Visible Signs of Anxiety
- physical distress (shaking, crying, hyperventilating, screaming)
- fleeing, escaping
- outright statements of anxiety or worry
- outright questions expressing fears
- refusal to engage in activities that cause distress
- extreme distress upon contact with feared object, person, or place
- refusal to be alone or without a parent
- repeated rituals
- panic attacks
Less Obvious Signs of Anxiety
- clingy behavior
- avoidance behavior
- complaints of physical illness or physical ailments (i.e., headache, stomachache)
- reassurance-seeking behavior
- argumentative behavior
- reluctance to try new things
- extreme shyness, sensitivity
- being easily distracted
- slowness, procrastination
- overly cautious behavior, indecision
- exacting standards
- sleep difficulties
- physical aggression
- threats of suicide to avoid anxiety-provoking situations
What is Separation Anxiety?
Separation anxiety is displayed as anxiety and excessive worry around leaving one’s attachment figures and/or the home, and it is the number one reason why kids are chronically truant and/or tardy from school. In fact, as many as 75 percent of kids with separation anxiety experience some form of school refusal behavior.
The symptoms a child experiences when separated from their attachment figure(s) and/or home are so distressing, they will do uncharacteristic things to avoid feeling this distress, such as:
- throwing a fit
- refusing to move
- saying/yelling mean things
- become ill or pretend to be ill
- getting in trouble so they can get suspended or expelled so that they can stay at home
- drawing out their morning routine to the point that they will be late for school
Following are common signs of Separation Anxiety Disorder:
- Distress when anticipating or experiencing separation from the home and/or attachment figure(s)
- Worry about losing attachment figure
- Worry about attachment figure being harmed
- Worry about being kidnapped, lost, or otherwise separated from attachment figure
- Reluctance or refusal to sleep away from home
- Reluctance or refusal to leave the house
- Nightmares about being separated from attachment figure or home
- Complaints of somatic symptoms when separated from attachment figure or home
How to Help
There are numerous strategies parents can use to try to help alleviate their child’s anxiety-based school refusal as well as help reduce the worries about separation. A few parent-specific tips include:
- Manage your own state, as the parent/caregiver. Kids are highly intuitive and can very often pick up on their parent’s mood and emotions. If you are displaying anxiety, your child can pick up on it and it will most likely make them anxious too.

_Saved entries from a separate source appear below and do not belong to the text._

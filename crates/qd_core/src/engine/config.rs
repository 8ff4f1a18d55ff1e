//! Decision tuning parameters

use serde::{Deserialize, Serialize};

/// Tunables for the per-turn heuristic.
///
/// The defaults are the contest-proven values; the struct exists so tests and
/// future tuning passes can vary them without touching the decision code.
#[derive(Debug, Clone, Serialize, Deserialize)]
pub struct DecisionConfig {
    /// Thrust applied to every movement order (default: 150).
    pub move_thrust: f64,
    /// Power applied when a carrier throws at the opponent goal (default: 500).
    pub throw_power: f64,
    /// Magic reserve that must be strictly exceeded before casting
    /// (default: 32).
    pub magic_threshold: u32,
    /// Magnitude of the snaffle-pull spell; the referee deducts this much
    /// magic when the cast resolves (default: 33).
    pub spell_magic: f64,
}

impl Default for DecisionConfig {
    fn default() -> Self {
        Self {
            move_thrust: 150.0,
            throw_power: 500.0,
            magic_threshold: 32,
            spell_magic: 33.0,
        }
    }
}
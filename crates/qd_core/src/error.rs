use thiserror::Error;

#[derive(Error, Debug)]
pub enum BotError {
    #[error("IO error: {0}")]
    Io(#[from] std::io::Error),

    #[error("input closed in the middle of a turn frame")]
    UnexpectedEof,

    #[error("malformed input line {line:?}: {reason}")]
    MalformedInput { line: String, reason: String },

    #[error("invalid team id: {0} (expected 0 or 1)")]
    InvalidTeamId(i64),

    #[error("controlled wizard {id} missing from the entity list")]
    MissingWizard { id: i32 },

    #[error("no snaffle remains in play")]
    NoSnafflesInPlay,

    #[error("serialization error: {0}")]
    Serialization(#[from] serde_json::Error),
}

impl BotError {
    pub fn malformed(line: &str, reason: impl Into<String>) -> Self {
        BotError::MalformedInput { line: line.to_string(), reason: reason.into() }
    }
}

pub type Result<T> = std::result::Result<T, BotError>;
//! Action emission
//!
//! One line per controlled wizard, in slot order, flushed once per turn so
//! the referee never waits on a buffered frame. Only protocol lines go to
//! this sink; diagnostics stay on the tracing subscriber's stream.

use std::io::Write;

use crate::engine::actions::Action;
use crate::error::Result;

pub fn write_actions<W: Write>(output: &mut W, actions: &[Action]) -> Result<()> {
    for action in actions {
        writeln!(output, "{action}")?;
    }
    output.flush()?;
    Ok(())
}
//! Entities on the field
//!
//! Every unit the referee reports (own wizards, opponent wizards, snaffles,
//! bludgers) is one `Entity` carrying identity, kinematic state, and a
//! role-specific payload. The referee's per-role `state` integer means
//! different things per role, so `Role` is a tagged union rather than a
//! class-style hierarchy: `grabbing`/`grabbed` for possession, the chased
//! wizard id for bludgers.
//!
//! Entities are rebuilt wholesale from input every turn; only `id` is stable
//! across turns.

use serde::{Deserialize, Serialize};
use std::fmt;

use super::geometry::{Point, Vector};

/// Role discriminant plus the role-specific slice of the `state` field.
#[derive(Clone, Copy, Debug, PartialEq, Eq, Serialize, Deserialize)]
pub enum Role {
    /// A wizard under our control. `grabbing` is set while it holds a snaffle.
    Wizard { grabbing: bool },
    /// An opposing wizard. Same possession semantics as `Wizard`.
    OpponentWizard { grabbing: bool },
    /// The neutral ball both teams compete for. `grabbed` is set while some
    /// wizard holds it.
    Snaffle { grabbed: bool },
    /// A neutral chaser. `chase_target` is the id of the wizard it last aimed
    /// for; the heuristic tracks bludgers but never acts on them.
    Bludger { chase_target: i32 },
}

impl Role {
    /// Build a role from the referee's tag string and `state` field.
    ///
    /// Returns `None` for tags this bot does not know; the caller drops the
    /// record without failing the turn.
    pub fn from_tag(tag: &str, state: i32) -> Option<Role> {
        match tag {
            "WIZARD" => Some(Role::Wizard { grabbing: state != 0 }),
            "OPPONENT_WIZARD" => Some(Role::OpponentWizard { grabbing: state != 0 }),
            "SNAFFLE" => Some(Role::Snaffle { grabbed: state != 0 }),
            "BLUDGER" => Some(Role::Bludger { chase_target: state }),
            _ => None,
        }
    }

    /// Protocol tag for this role.
    pub fn tag(&self) -> &'static str {
        match self {
            Role::Wizard { .. } => "WIZARD",
            Role::OpponentWizard { .. } => "OPPONENT_WIZARD",
            Role::Snaffle { .. } => "SNAFFLE",
            Role::Bludger { .. } => "BLUDGER",
        }
    }
}

/// One unit on the field for the current turn.
#[derive(Clone, Copy, Debug, PartialEq, Serialize, Deserialize)]
pub struct Entity {
    pub id: i32,
    pub role: Role,
    pub position: Point,
    pub velocity: Vector,
}

impl Entity {
    pub fn new(id: i32, role: Role, position: Point, velocity: Vector) -> Self {
        Self { id, role, position, velocity }
    }

    /// One-turn linear extrapolation, used to aim ahead of moving targets.
    pub fn next_position(&self) -> Point {
        self.position.translate(self.velocity)
    }

    pub fn is_snaffle(&self) -> bool {
        matches!(self.role, Role::Snaffle { .. })
    }

    /// Whether a wizard-role entity currently holds a snaffle. False for
    /// non-wizard roles.
    pub fn is_grabbing(&self) -> bool {
        matches!(
            self.role,
            Role::Wizard { grabbing: true } | Role::OpponentWizard { grabbing: true }
        )
    }
}

impl fmt::Display for Entity {
    fn fmt(&self, f: &mut fmt::Formatter<'_>) -> fmt::Result {
        write!(
            f,
            "entity id:{} type:{} position:{} velocity:{}",
            self.id,
            self.role.tag(),
            self.position,
            self.velocity
        )
    }
}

Try to be strong when you and your child are in the process of parting, at least until after you’re out of sight and outside of hearing distance.
- Be consistent. If you say you’re going to pick your child up at 3:30 pm, please do all you can to fill that promise to her. Of course sometimes things happen that are unavoidable, but this should be the exception, not the norm. Do what you say you’re going to do.
- Validate their feelings. Acknowledge their worry or fear and let them know that you understand this may be hard, but encourage and assure them that they can handle this and that you will always return.
- Create a (quick) goodbye ritual with your child, and use it every time you part. Creativity and even silliness can be a bonus here, to help your child know that separating doesn’t have to be such a bad thing and that you love them no matter how far apart you are. Remind her that you will see her again later (if you are able, tell her when that will be).
- Whatever you do, do not sneak away when separating from your child in effort to prevent a tear fest or tantrum. This only increases the child’s worry about being apart from you.